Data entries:
━━━━

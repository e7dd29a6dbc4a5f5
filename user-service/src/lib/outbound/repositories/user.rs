use async_trait::async_trait;
use chrono::DateTime;
use chrono::Utc;
use sqlx::FromRow;
use sqlx::PgPool;
use uuid::Uuid;

use crate::domain::user::models::EmailAddress;
use crate::domain::user::models::Role;
use crate::domain::user::models::User;
use crate::domain::user::models::UserChanges;
use crate::domain::user::models::UserId;
use crate::domain::user::models::Username;
use crate::domain::user::ports::UserRepository;
use crate::user::errors::UserError;

const USERNAME_LIVE_KEY: &str = "users_username_live_key";
const EMAIL_LIVE_KEY: &str = "users_email_live_key";

const USER_COLUMNS: &str =
    "id, username, email, password_hash, role, created_at, updated_at, deleted_at";

#[derive(Debug, FromRow)]
struct UserRow {
    id: Uuid,
    username: String,
    email: String,
    password_hash: String,
    role: String,
    created_at: DateTime<Utc>,
    updated_at: DateTime<Utc>,
    deleted_at: Option<DateTime<Utc>>,
}

impl TryFrom<UserRow> for User {
    type Error = UserError;

    fn try_from(row: UserRow) -> Result<Self, Self::Error> {
        Ok(User {
            id: UserId(row.id),
            username: Username::new(row.username)?,
            email: EmailAddress::new(row.email)?,
            password_hash: row.password_hash,
            role: row.role.parse::<Role>()?,
            created_at: row.created_at,
            updated_at: row.updated_at,
            deleted_at: row.deleted_at,
        })
    }
}

/// Map a write error, turning unique violations on the live-record indexes
/// into conflicts.
fn map_write_error(e: sqlx::Error, username: &str, email: &str) -> UserError {
    if let Some(db_err) = e.as_database_error() {
        if db_err.is_unique_violation() {
            match db_err.constraint() {
                Some(USERNAME_LIVE_KEY) => {
                    return UserError::UsernameAlreadyExists(username.to_string())
                }
                Some(EMAIL_LIVE_KEY) => {
                    return UserError::EmailAlreadyExists(email.to_string())
                }
                _ => {}
            }
        }
    }
    UserError::DatabaseError(e.to_string())
}

fn map_db_error(e: sqlx::Error) -> UserError {
    UserError::DatabaseError(e.to_string())
}

pub struct PostgresUserRepository {
    pool: PgPool,
}

impl PostgresUserRepository {
    pub fn new(pool: PgPool) -> Self {
        Self { pool }
    }

    async fn fetch_one_live(
        &self,
        filter: &str,
        value: &str,
    ) -> Result<Option<User>, UserError> {
        let sql = format!(
            "SELECT {} FROM users WHERE {} = $1 AND deleted_at IS NULL",
            USER_COLUMNS, filter
        );

        sqlx::query_as::<_, UserRow>(&sql)
            .bind(value)
            .fetch_optional(&self.pool)
            .await
            .map_err(map_db_error)?
            .map(User::try_from)
            .transpose()
    }
}

#[async_trait]
impl UserRepository for PostgresUserRepository {
    async fn create(&self, user: User) -> Result<User, UserError> {
        let sql = format!(
            r#"
            INSERT INTO users (id, username, email, password_hash, role, created_at, updated_at)
            VALUES ($1, $2, $3, $4, $5, $6, $7)
            RETURNING {}
            "#,
            USER_COLUMNS
        );

        let row = sqlx::query_as::<_, UserRow>(&sql)
            .bind(user.id.0)
            .bind(user.username.as_str())
            .bind(user.email.as_str())
            .bind(&user.password_hash)
            .bind(user.role.as_str())
            .bind(user.created_at)
            .bind(user.updated_at)
            .fetch_one(&self.pool)
            .await
            .map_err(|e| map_write_error(e, user.username.as_str(), user.email.as_str()))?;

        User::try_from(row)
    }

    async fn find_by_id(&self, id: &UserId) -> Result<Option<User>, UserError> {
        let sql = format!(
            "SELECT {} FROM users WHERE id = $1 AND deleted_at IS NULL",
            USER_COLUMNS
        );

        sqlx::query_as::<_, UserRow>(&sql)
            .bind(id.0)
            .fetch_optional(&self.pool)
            .await
            .map_err(map_db_error)?
            .map(User::try_from)
            .transpose()
    }

    async fn find_by_username(&self, username: &Username) -> Result<Option<User>, UserError> {
        self.fetch_one_live("username", username.as_str()).await
    }

    async fn find_by_email(&self, email: &EmailAddress) -> Result<Option<User>, UserError> {
        self.fetch_one_live("email", email.as_str()).await
    }

    async fn find_by_email_or_username(
        &self,
        email: &EmailAddress,
        username: &Username,
    ) -> Result<Option<User>, UserError> {
        let sql = format!(
            r#"
            SELECT {}
            FROM users
            WHERE (email = $1 OR username = $2) AND deleted_at IS NULL
            ORDER BY (email = $1) DESC
            LIMIT 1
            "#,
            USER_COLUMNS
        );

        sqlx::query_as::<_, UserRow>(&sql)
            .bind(email.as_str())
            .bind(username.as_str())
            .fetch_optional(&self.pool)
            .await
            .map_err(map_db_error)?
            .map(User::try_from)
            .transpose()
    }

    async fn list_live(&self) -> Result<Vec<User>, UserError> {
        let sql = format!(
            "SELECT {} FROM users WHERE deleted_at IS NULL ORDER BY created_at DESC",
            USER_COLUMNS
        );

        sqlx::query_as::<_, UserRow>(&sql)
            .fetch_all(&self.pool)
            .await
            .map_err(map_db_error)?
            .into_iter()
            .map(User::try_from)
            .collect()
    }

    async fn update(
        &self,
        id: &UserId,
        changes: UserChanges,
        updated_at: DateTime<Utc>,
    ) -> Result<User, UserError> {
        let sql = format!(
            r#"
            UPDATE users
            SET username = COALESCE($2, username),
                email = COALESCE($3, email),
                password_hash = COALESCE($4, password_hash),
                role = COALESCE($5, role),
                updated_at = $6
            WHERE id = $1 AND deleted_at IS NULL
            RETURNING {}
            "#,
            USER_COLUMNS
        );

        let username = changes.username.as_ref().map(Username::as_str);
        let email = changes.email.as_ref().map(EmailAddress::as_str);

        let row = sqlx::query_as::<_, UserRow>(&sql)
            .bind(id.0)
            .bind(username)
            .bind(email)
            .bind(changes.password_hash.as_deref())
            .bind(changes.role.as_ref().map(Role::as_str))
            .bind(updated_at)
            .fetch_optional(&self.pool)
            .await
            .map_err(|e| {
                map_write_error(e, username.unwrap_or_default(), email.unwrap_or_default())
            })?;

        match row {
            Some(row) => User::try_from(row),
            None => Err(UserError::NotFound(id.to_string())),
        }
    }

    async fn soft_delete(&self, id: &UserId, deleted_at: DateTime<Utc>) -> Result<(), UserError> {
        let result = sqlx::query(
            r#"
            UPDATE users
            SET deleted_at = $2, updated_at = $2
            WHERE id = $1 AND deleted_at IS NULL
            "#,
        )
        .bind(id.0)
        .bind(deleted_at)
        .execute(&self.pool)
        .await
        .map_err(map_db_error)?;

        if result.rows_affected() == 0 {
            return Err(UserError::NotFound(id.to_string()));
        }

        Ok(())
    }
}
//! Authentication utilities library
//!
//! Provides the credential and token primitives of the user service:
//! - Password hashing (Argon2id, configurable work factor)
//! - JWT token issuance and validation (HS256, fixed lifetime)
//! - Authentication coordination
//!
//! # Examples
//!
//! ## Password Hashing
//! ```
//! use auth::PasswordHasher;
//!
//! let hasher = PasswordHasher::new();
//! let hash = hasher.hash("my_password").unwrap();
//! assert!(hasher.verify("my_password", &hash));
//! assert!(!hasher.verify("other_password", &hash));
//! ```
//!
//! ## Complete Authentication Flow
//! ```
//! use auth::{Authenticator, PasswordHasher};
//! use chrono::Duration;
//!
//! let auth = Authenticator::new(
//!     b"secret_key_at_least_32_bytes_long!",
//!     Duration::hours(24),
//!     PasswordHasher::new(),
//! );
//!
//! // Register: hash password
//! let hash = auth.password_hasher().hash("password123").unwrap();
//!
//! // Login: verify and issue token
//! let result = auth.authenticate("password123", &hash, "user123").unwrap();
//!
//! // Later requests: validate token
//! let subject = auth.verify_token(&result.access_token).unwrap();
//! assert_eq!(subject, "user123");
//! ```

pub mod authenticator;
pub mod jwt;
pub mod password;

pub use authenticator::AuthenticationError;
pub use authenticator::AuthenticationResult;
pub use authenticator::Authenticator;
pub use jwt::Claims;
pub use jwt::JwtError;
pub use jwt::JwtHandler;
pub use password::HashingParams;
pub use password::PasswordError;
pub use password::PasswordHasher;
use thiserror::Error;

/// Error type for password operations.
#[derive(Debug, Clone, Error)]
pub enum PasswordError {
    #[error("Password hashing failed: {0}")]
    HashingFailed(String),

    #[error("Invalid hashing parameters: {0}")]
    InvalidParams(String),
}
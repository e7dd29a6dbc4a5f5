use crate::domain::access::context::AuthContext;
use crate::domain::user::models::Role;
use crate::domain::user::models::User;
use crate::user::errors::UserError;

/// Return the authenticated caller.
///
/// # Errors
/// * `Unauthenticated` - Context is anonymous
pub fn require_auth(ctx: &AuthContext) -> Result<&User, UserError> {
    ctx.user().ok_or(UserError::Unauthenticated)
}

/// Return the authenticated caller if it holds exactly `role`.
///
/// Roles are not hierarchical: a manager does not pass a member check.
///
/// # Errors
/// * `Unauthenticated` - Context is anonymous
/// * `Forbidden` - Caller has another role
pub fn require_role(ctx: &AuthContext, role: Role) -> Result<&User, UserError> {
    let user = require_auth(ctx)?;

    if user.role != role {
        return Err(UserError::Forbidden(format!("Required role: {}", role)));
    }

    Ok(user)
}
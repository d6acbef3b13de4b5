//! Utility helpers shared across components.
//!
//! SYSTEM CONTEXT
//! ==============
//! Utility modules isolate browser/environment concerns from component logic.
//! Everything touching `web_sys` is gated on the `hydrate` feature; the server
//! build sees only the pure fallbacks.

pub mod capabilities;
pub mod frame_loop;
pub mod in_view;
pub mod listeners;
pub mod viewport;
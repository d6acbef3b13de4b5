//! Interpolation strategies that ease a rendered value toward a target.
//!
//! A [`Transition`] is either a damped [`Spring`] or a fixed-duration
//! [`Tween`]. Both implement [`Easing`], which advances a [`Motion`] by a frame
//! delta. [`AnimatedValue`] pairs a motion with its current target and handles
//! retargeting when the target moves mid-flight.

#[cfg(test)]
#[path = "easing_test.rs"]
mod easing_test;

use serde::{Deserialize, Serialize};

use crate::consts::{
    DEFAULT_DAMPING, DEFAULT_FADE_MS, DEFAULT_MASS, DEFAULT_STIFFNESS, MAX_FRAME_DT_MS, MAX_SPRING_SUBSTEP_S, REST_DELTA,
    REST_SPEED,
};

/// Mutable integration state of one animated channel.
#[derive(Debug, Clone, Copy, PartialEq, Default)]
pub struct Motion {
    /// Value currently rendered.
    pub value: f64,
    /// Units per second. Only springs use it.
    pub velocity: f64,
    /// Where the current tween started.
    pub from: f64,
    /// Time spent in the current tween.
    pub elapsed_ms: f64,
}

impl Motion {
    #[must_use]
    pub fn at(value: f64) -> Self {
        Self { value, velocity: 0.0, from: value, elapsed_ms: 0.0 }
    }
}

/// A strategy for moving a [`Motion`] toward a target over time.
pub trait Easing {
    /// Advance `motion` by `dt_ms` toward `target`. Returns `true` once the
    /// motion rests exactly on the target.
    fn step(&self, motion: &mut Motion, target: f64, dt_ms: f64) -> bool;

    /// Called when the target changes before the motion settled.
    fn retarget(&self, _motion: &mut Motion) {}
}

/// Damped harmonic spring.
#[derive(Debug, Clone, Copy, PartialEq, Serialize, Deserialize)]
#[serde(default)]
pub struct Spring {
    pub stiffness: f64,
    pub damping: f64,
    pub mass: f64,
    /// Distance from the target under which the spring may come to rest.
    pub rest_delta: f64,
    /// Speed under which the spring may come to rest.
    pub rest_speed: f64,
}

impl Default for Spring {
    fn default() -> Self {
        Self {
            stiffness: DEFAULT_STIFFNESS,
            damping: DEFAULT_DAMPING,
            mass: DEFAULT_MASS,
            rest_delta: REST_DELTA,
            rest_speed: REST_SPEED,
        }
    }
}

impl Spring {
    #[must_use]
    pub fn new(stiffness: f64, damping: f64, mass: f64) -> Self {
        Self { stiffness, damping, mass, ..Self::default() }
    }

    fn at_rest(&self, motion: &Motion, target: f64) -> bool {
        (motion.value - target).abs() <= self.rest_delta && motion.velocity.abs() <= self.rest_speed
    }
}

impl Easing for Spring {
    fn step(&self, motion: &mut Motion, target: f64, dt_ms: f64) -> bool {
        if self.mass <= 0.0 || self.stiffness <= 0.0 {
            motion.value = target;
            motion.velocity = 0.0;
            return true;
        }

        // Semi-implicit Euler, substepped for stability at stiff settings.
        let mut remaining = integrable_dt_ms(dt_ms) / 1000.0;
        while remaining > 0.0 {
            let h = remaining.min(MAX_SPRING_SUBSTEP_S);
            let force = -self.stiffness * (motion.value - target) - self.damping * motion.velocity;
            motion.velocity += force / self.mass * h;
            motion.value += motion.velocity * h;
            remaining -= h;
        }

        if self.at_rest(motion, target) {
            motion.value = target;
            motion.velocity = 0.0;
            return true;
        }
        false
    }
}

/// Frame delta a spring will integrate: non-finite counts as no time, and a
/// single step never covers more than one clamped frame.
fn integrable_dt_ms(dt_ms: f64) -> f64 {
    if dt_ms.is_finite() { dt_ms.clamp(0.0, MAX_FRAME_DT_MS) } else { 0.0 }
}

/// Shape of a tween's progress curve.
#[derive(Debug, Clone, Copy, PartialEq, Eq, Default, Serialize, Deserialize)]
#[serde(rename_all = "camelCase")]
pub enum Curve {
    Linear,
    EaseIn,
    #[default]
    EaseOut,
    EaseInOut,
}

impl Curve {
    /// Map linear progress `t` in `[0, 1]` onto the curve.
    #[must_use]
    pub fn apply(self, t: f64) -> f64 {
        let t = t.clamp(0.0, 1.0);
        match self {
            Self::Linear => t,
            Self::EaseIn => t * t * t,
            Self::EaseOut => 1.0 - (1.0 - t).powi(3),
            Self::EaseInOut => {
                if t < 0.5 {
                    4.0 * t * t * t
                } else {
                    1.0 - (-2.0 * t + 2.0).powi(3) / 2.0
                }
            }
        }
    }
}

/// Fixed-duration interpolation from the value at the last retarget.
#[derive(Debug, Clone, Copy, PartialEq, Serialize, Deserialize)]
#[serde(default)]
pub struct Tween {
    pub duration_ms: f64,
    pub curve: Curve,
}

impl Default for Tween {
    fn default() -> Self {
        Self { duration_ms: DEFAULT_FADE_MS, curve: Curve::EaseOut }
    }
}

impl Tween {
    #[must_use]
    pub fn new(duration_ms: f64, curve: Curve) -> Self {
        Self { duration_ms, curve }
    }
}

impl Easing for Tween {
    fn step(&self, motion: &mut Motion, target: f64, dt_ms: f64) -> bool {
        motion.velocity = 0.0;
        motion.elapsed_ms += dt_ms.max(0.0);
        if self.duration_ms <= 0.0 || motion.elapsed_ms >= self.duration_ms {
            motion.value = target;
            return true;
        }
        let progress = self.curve.apply(motion.elapsed_ms / self.duration_ms);
        motion.value = motion.from + (target - motion.from) * progress;
        false
    }

    fn retarget(&self, motion: &mut Motion) {
        motion.from = motion.value;
        motion.elapsed_ms = 0.0;
    }
}

/// Serializable choice of easing strategy.
#[derive(Debug, Clone, Copy, PartialEq, Serialize, Deserialize)]
#[serde(tag = "type", rename_all = "lowercase")]
pub enum Transition {
    Spring(Spring),
    Tween(Tween),
}

impl Default for Transition {
    fn default() -> Self {
        Self::Spring(Spring::default())
    }
}

impl Easing for Transition {
    fn step(&self, motion: &mut Motion, target: f64, dt_ms: f64) -> bool {
        match self {
            Self::Spring(spring) => spring.step(motion, target, dt_ms),
            Self::Tween(tween) => tween.step(motion, target, dt_ms),
        }
    }

    fn retarget(&self, motion: &mut Motion) {
        match self {
            Self::Spring(spring) => spring.retarget(motion),
            Self::Tween(tween) => tween.retarget(motion),
        }
    }
}

/// One eased channel: rendered value, target, and how to get there.
#[derive(Debug, Clone, Copy, PartialEq)]
pub struct AnimatedValue {
    motion: Motion,
    target: f64,
    transition: Transition,
    settled: bool,
}

impl AnimatedValue {
    /// A channel resting at `value`.
    #[must_use]
    pub fn new(value: f64, transition: Transition) -> Self {
        Self { motion: Motion::at(value), target: value, transition, settled: true }
    }

    /// Rendered value.
    #[must_use]
    pub fn value(&self) -> f64 {
        self.motion.value
    }

    #[must_use]
    pub fn target(&self) -> f64 {
        self.target
    }

    #[must_use]
    pub fn is_settled(&self) -> bool {
        self.settled
    }

    /// Point the channel at a new target. The rendered value does not move
    /// until the next [`AnimatedValue::advance`].
    #[allow(clippy::float_cmp)]
    pub fn set_target(&mut self, target: f64) {
        if target == self.target {
            return;
        }
        self.target = target;
        self.transition.retarget(&mut self.motion);
        self.settled = false;
    }

    /// Advance the rendered value by `dt_ms`. Returns `true` when settled.
    pub fn advance(&mut self, dt_ms: f64) -> bool {
        if !self.settled {
            self.settled = self.transition.step(&mut self.motion, self.target, dt_ms);
        }
        self.settled
    }

    /// Snap to the target with no interpolation.
    pub fn jump_to_target(&mut self) {
        self.motion = Motion::at(self.target);
        self.settled = true;
    }
}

━━━━

EXERCISE AIM: Go through the data and show every line where "under" occurs.

ANSWER TO THE EXERCISE:
    /// Distance from the target under which the spring may come to rest.
    /// Speed under which the spring may come to rest.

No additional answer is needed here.